Classification is not the only thing supported by Hub Miner, as it includes an extensive library for clustering. The following clustering methods are currently supported: K-means, K-means++, K-means pruning, K-harmonic means, K-medoids, Kernel K-means, Agglomerative clustering, DBScan, GKH, GHPC, GHPKM, Kernel-GHPKM. Evaluating clustering performance is not an easy task and many clustering quality indices are implemented and available: Silhouette index, Dunn index, Davies-Bouldin index, SD index, RS index, Entropy (non-homogeneity), Rand index (stability), Goodman-Kruskal index, Jaccard index, Isolation index, C-index, Total squared error. Visualization of the clustering progress is also possible for some methods:

The topic of my PhD was "The Role of Hubness in High-dimensional Data Analysis" and there exist many classes in Hub Miner for analyzing and tracking hubness of the data. A GUI that allows for easy visualization of the influence of major data hubs has recently been released: Image Hub Explorer.

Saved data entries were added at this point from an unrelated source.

//! Detection decoding and weighted non-max suppression.
//!
//! The detector emits one record per anchor: `[dx, dy, w, h, kp0x, kp0y, ...]` in
//! input-pixel units relative to the anchor center, plus one raw logit per anchor.

use std::cmp::Ordering;

use facemesh_utils::{Point, config::DetectorSettings};

use crate::anchors::{AnchorConfig, AnchorGrid};
use crate::error::{FaceMeshError, Stage};

/// Keypoints emitted by the BlazeFace detectors, named from the subject's point of view.
#[derive(Debug, Clone, Copy, PartialEq, Eq, Hash)]
pub enum FaceKeypoint {
    RightEye = 0,
    LeftEye = 1,
    NoseTip = 2,
    Mouth = 3,
    RightEarTragion = 4,
    LeftEarTragion = 5,
}

impl FaceKeypoint {
    pub const ALL: [FaceKeypoint; 6] = [
        FaceKeypoint::RightEye,
        FaceKeypoint::LeftEye,
        FaceKeypoint::NoseTip,
        FaceKeypoint::Mouth,
        FaceKeypoint::RightEarTragion,
        FaceKeypoint::LeftEarTragion,
    ];

    pub const fn index(self) -> usize {
        self as usize
    }
}

/// Default logit clamp applied before the sigmoid.
pub const DEFAULT_SCORE_CLIP: f32 = 100.0;

/// Candidate count above which NMS buckets candidates into a spatial grid.
const GRID_THRESHOLD: usize = 8;
const GRID_CELLS: usize = 10;

/// Axis-aligned rectangle in normalized `[0, 1]` image coordinates.
#[derive(Debug, Clone, Copy, PartialEq, Default)]
pub struct NormalizedRect {
    pub xmin: f32,
    pub ymin: f32,
    pub xmax: f32,
    pub ymax: f32,
}

impl NormalizedRect {
    pub const fn new(xmin: f32, ymin: f32, xmax: f32, ymax: f32) -> Self {
        Self {
            xmin,
            ymin,
            xmax,
            ymax,
        }
    }

    pub fn from_center(xc: f32, yc: f32, width: f32, height: f32) -> Self {
        Self {
            xmin: xc - width * 0.5,
            ymin: yc - height * 0.5,
            xmax: xc + width * 0.5,
            ymax: yc + height * 0.5,
        }
    }

    pub fn width(&self) -> f32 {
        self.xmax - self.xmin
    }

    pub fn height(&self) -> f32 {
        self.ymax - self.ymin
    }

    pub fn area(&self) -> f32 {
        self.width().max(0.0) * self.height().max(0.0)
    }

    /// Finite with positive extent on both axes.
    pub fn is_valid(&self) -> bool {
        [self.xmin, self.ymin, self.xmax, self.ymax]
            .iter()
            .all(|v| v.is_finite())
            && self.xmin < self.xmax
            && self.ymin < self.ymax
    }

    /// Horizontal mirror around `x = 0.5`.
    pub fn mirrored(&self) -> Self {
        Self {
            xmin: 1.0 - self.xmax,
            ymin: self.ymin,
            xmax: 1.0 - self.xmin,
            ymax: self.ymax,
        }
    }
}

/// Intersection over union; zero when either area is non-positive.
pub fn iou(a: &NormalizedRect, b: &NormalizedRect) -> f32 {
    let area_a = a.area();
    let area_b = b.area();
    if area_a <= 0.0 || area_b <= 0.0 {
        return 0.0;
    }

    let iw = (a.xmax.min(b.xmax) - a.xmin.max(b.xmin)).max(0.0);
    let ih = (a.ymax.min(b.ymax) - a.ymin.max(b.ymin)).max(0.0);
    let intersection = iw * ih;
    if intersection <= 0.0 {
        return 0.0;
    }

    let union = area_a + area_b - intersection;
    if union <= 0.0 { 0.0 } else { intersection / union }
}

/// A decoded face detection in normalized coordinates.
#[derive(Debug, Clone, PartialEq)]
pub struct Detection {
    pub bounding_box: NormalizedRect,
    pub score: f32,
    /// Interleaved `x, y` pairs, one per keypoint.
    pub keypoints: Vec<f32>,
}

impl Detection {
    pub fn num_keypoints(&self) -> usize {
        self.keypoints.len() / 2
    }

    pub fn keypoint_at(&self, index: usize) -> Option<Point> {
        let x = *self.keypoints.get(index * 2)?;
        let y = *self.keypoints.get(index * 2 + 1)?;
        Some(Point::new(x, y))
    }

    pub fn keypoint(&self, keypoint: FaceKeypoint) -> Option<Point> {
        self.keypoint_at(keypoint.index())
    }

    /// Keypoint scaled into pixel coordinates of a `width x height` image.
    pub fn keypoint_px(&self, keypoint: FaceKeypoint, width: u32, height: u32) -> Option<Point> {
        self.keypoint(keypoint)
            .map(|p| Point::new(p.x * width as f32, p.y * height as f32))
    }

    /// New detection with every coordinate passed through `map`.
    pub fn map_points(&self, mut map: impl FnMut(Point) -> Point) -> Detection {
        let min = map(Point::new(self.bounding_box.xmin, self.bounding_box.ymin));
        let max = map(Point::new(self.bounding_box.xmax, self.bounding_box.ymax));
        let mut keypoints = Vec::with_capacity(self.keypoints.len());
        for pair in self.keypoints.chunks_exact(2) {
            let p = map(Point::new(pair[0], pair[1]));
            keypoints.extend_from_slice(&[p.x, p.y]);
        }
        Detection {
            bounding_box: NormalizedRect::new(
                min.x.min(max.x),
                min.y.min(max.y),
                min.x.max(max.x),
                min.y.max(max.y),
            ),
            score: self.score,
            keypoints,
        }
    }

    /// Horizontal mirror (`x -> 1 - x`) of the rect and every keypoint.
    pub fn mirrored(&self) -> Detection {
        self.map_points(|p| Point::new(1.0 - p.x, p.y))
    }
}

/// Parameters for turning raw detector tensors into candidates.
#[derive(Debug, Clone, PartialEq)]
pub struct DecodeConfig {
    pub num_keypoints: usize,
    /// Divisor applied to every raw box channel; the detector's input height.
    pub box_scale: f32,
    pub min_score: f32,
    pub nms_threshold: f32,
    pub score_clip: f32,
}

impl Default for DecodeConfig {
    fn default() -> Self {
        Self {
            num_keypoints: FaceKeypoint::ALL.len(),
            box_scale: 128.0,
            min_score: 0.5,
            nms_threshold: 0.3,
            score_clip: DEFAULT_SCORE_CLIP,
        }
    }
}

impl DecodeConfig {
    pub fn from_settings(settings: &DetectorSettings, anchors: &AnchorConfig) -> Self {
        Self {
            box_scale: anchors.input_height as f32,
            min_score: settings.min_score,
            nms_threshold: settings.nms_threshold,
            ..Self::default()
        }
    }

    /// Values per anchor in the box tensor.
    pub fn channels(&self) -> usize {
        4 + 2 * self.num_keypoints
    }
}

/// `1 / (1 + e^-x)` with `x` clamped to `[-limit, limit]`.
pub fn sigmoid_clamped(x: f32, limit: f32) -> f32 {
    let x = x.clamp(-limit, limit);
    1.0 / (1.0 + (-x).exp())
}

/// Decode raw detector output into scored candidates, in anchor order.
///
/// Anchors below `config.min_score` are skipped before their boxes are decoded, and
/// candidates with a degenerate rect are dropped.
pub fn decode_detections(
    raw_boxes: &[f32],
    raw_scores: &[f32],
    anchors: &AnchorGrid,
    config: &DecodeConfig,
) -> Result<Vec<Detection>, FaceMeshError> {
    let channels = config.channels();
    if raw_scores.len() != anchors.len() {
        return Err(FaceMeshError::invalid_output(
            Stage::Detection,
            format!(
                "score tensor has {} values for {} anchors",
                raw_scores.len(),
                anchors.len()
            ),
        ));
    }
    if raw_boxes.len() != anchors.len() * channels {
        return Err(FaceMeshError::invalid_output(
            Stage::Detection,
            format!(
                "box tensor has {} values, expected {} anchors x {} channels",
                raw_boxes.len(),
                anchors.len(),
                channels
            ),
        ));
    }
    if config.box_scale.is_nan() || config.box_scale <= 0.0 {
        return Err(FaceMeshError::invalid_output(
            Stage::Detection,
            "box scale must be positive",
        ));
    }

    let inv_scale = config.box_scale.recip();
    let mut detections = Vec::new();
    for ((anchor, raw), &logit) in anchors
        .as_slice()
        .iter()
        .zip(raw_boxes.chunks_exact(channels))
        .zip(raw_scores)
    {
        let score = sigmoid_clamped(logit, config.score_clip);
        if !score.is_finite() || score < config.min_score {
            continue;
        }

        let xc = raw[0].mul_add(inv_scale, anchor.x_center);
        let yc = raw[1].mul_add(inv_scale, anchor.y_center);
        let bounding_box =
            NormalizedRect::from_center(xc, yc, raw[2] * inv_scale, raw[3] * inv_scale);
        if !bounding_box.is_valid() {
            continue;
        }

        let mut keypoints = Vec::with_capacity(config.num_keypoints * 2);
        for pair in raw[4..].chunks_exact(2) {
            keypoints.push(pair[0].mul_add(inv_scale, anchor.x_center));
            keypoints.push(pair[1].mul_add(inv_scale, anchor.y_center));
        }

        detections.push(Detection {
            bounding_box,
            score,
            keypoints,
        });
    }
    Ok(detections)
}

/// Weighted non-max suppression.
///
/// Candidates are clustered around the highest-scoring remaining seed; every candidate
/// with IoU at or above `threshold` joins the cluster. Single-member clusters are kept
/// unchanged. Larger clusters yield the score-weighted mean rect with the seed's score
/// and keypoints. Output is sorted by score, descending.
pub fn weighted_non_max_suppression(
    mut candidates: Vec<Detection>,
    threshold: f32,
) -> Vec<Detection> {
    candidates.retain(|d| d.score.is_finite() && d.bounding_box.is_valid());
    candidates.sort_by(|a, b| b.score.partial_cmp(&a.score).unwrap_or(Ordering::Equal));
    if candidates.len() <= 1 {
        return candidates;
    }

    let grid = (candidates.len() > GRID_THRESHOLD && threshold > 0.0)
        .then(|| SpatialGrid::build(&candidates));
    let mut removed = vec![false; candidates.len()];
    let mut kept = Vec::new();
    let mut neighbours = Vec::new();

    for seed in 0..candidates.len() {
        if removed[seed] {
            continue;
        }
        removed[seed] = true;

        neighbours.clear();
        match &grid {
            Some(grid) => grid.neighbours_of(seed, &mut neighbours),
            None => neighbours.extend(seed + 1..candidates.len()),
        }

        let seed_rect = candidates[seed].bounding_box;
        let mut cluster = vec![seed];
        for &other in &neighbours {
            if !removed[other] && iou(&seed_rect, &candidates[other].bounding_box) >= threshold {
                removed[other] = true;
                cluster.push(other);
            }
        }

        kept.push(merge_cluster(&candidates, &cluster));
    }
    kept
}

fn merge_cluster(candidates: &[Detection], cluster: &[usize]) -> Detection {
    let seed = &candidates[cluster[0]];
    if cluster.len() == 1 {
        return seed.clone();
    }

    let mut total = 0.0f32;
    let mut acc = [0.0f32; 4];
    for &index in cluster {
        let d = &candidates[index];
        let r = d.bounding_box;
        total += d.score;
        acc[0] = r.xmin.mul_add(d.score, acc[0]);
        acc[1] = r.ymin.mul_add(d.score, acc[1]);
        acc[2] = r.xmax.mul_add(d.score, acc[2]);
        acc[3] = r.ymax.mul_add(d.score, acc[3]);
    }
    if total <= 0.0 {
        return seed.clone();
    }

    Detection {
        bounding_box: NormalizedRect::new(
            acc[0] / total,
            acc[1] / total,
            acc[2] / total,
            acc[3] / total,
        ),
        score: seed.score,
        keypoints: seed.keypoints.clone(),
    }
}

/// Uniform grid over `[0, 1]^2`; each candidate is registered in every cell it overlaps,
/// so any two intersecting rects share at least one cell.
struct SpatialGrid {
    cells: Vec<Vec<usize>>,
    spans: Vec<CellSpan>,
}

#[derive(Clone, Copy)]
struct CellSpan {
    col0: usize,
    col1: usize,
    row0: usize,
    row1: usize,
}

impl SpatialGrid {
    fn build(candidates: &[Detection]) -> Self {
        let mut cells = vec![Vec::new(); GRID_CELLS * GRID_CELLS];
        let spans: Vec<CellSpan> = candidates
            .iter()
            .map(|d| Self::span(&d.bounding_box))
            .collect();
        for (index, span) in spans.iter().enumerate() {
            for row in span.row0..=span.row1 {
                for col in span.col0..=span.col1 {
                    cells[row * GRID_CELLS + col].push(index);
                }
            }
        }
        Self { cells, spans }
    }

    fn cell_of(v: f32) -> usize {
        let scaled = (v * GRID_CELLS as f32).floor();
        if scaled.is_nan() || scaled <= 0.0 {
            0
        } else {
            (scaled as usize).min(GRID_CELLS - 1)
        }
    }

    fn span(rect: &NormalizedRect) -> CellSpan {
        CellSpan {
            col0: Self::cell_of(rect.xmin),
            col1: Self::cell_of(rect.xmax),
            row0: Self::cell_of(rect.ymin),
            row1: Self::cell_of(rect.ymax),
        }
    }

    /// Lower-scored candidates sharing a cell with `seed`, ascending and deduplicated.
    fn neighbours_of(&self, seed: usize, out: &mut Vec<usize>) {
        let span = self.spans[seed];
        for row in span.row0..=span.row1 {
            for col in span.col0..=span.col1 {
                out.extend(
                    self.cells[row * GRID_CELLS + col]
                        .iter()
                        .copied()
                        .filter(|&i| i > seed),
                );
            }
        }
        out.sort_unstable();
        out.dedup();
    }
}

Hub Miner has some support for structured data, including basic graph and network mining / analysis tools.

Additionally, several stochastic optimization techniques are provided, including several genetic algorithms, simulated annealing, stochastic hill climbing, particle swarm optimization, etc. I was always very fond of biologically-inspired techniques, as I used to practice biology before studying computer science and mathematics.

As for scalability and approximate kNN set calculations, an algorithm that uses recursive Lanczos bisections for constructing the approximate kNN graph is implemented, but I also intend to add various locality sensitive hashing (LSH) techniques that will hopefully further improve the scalability of the system.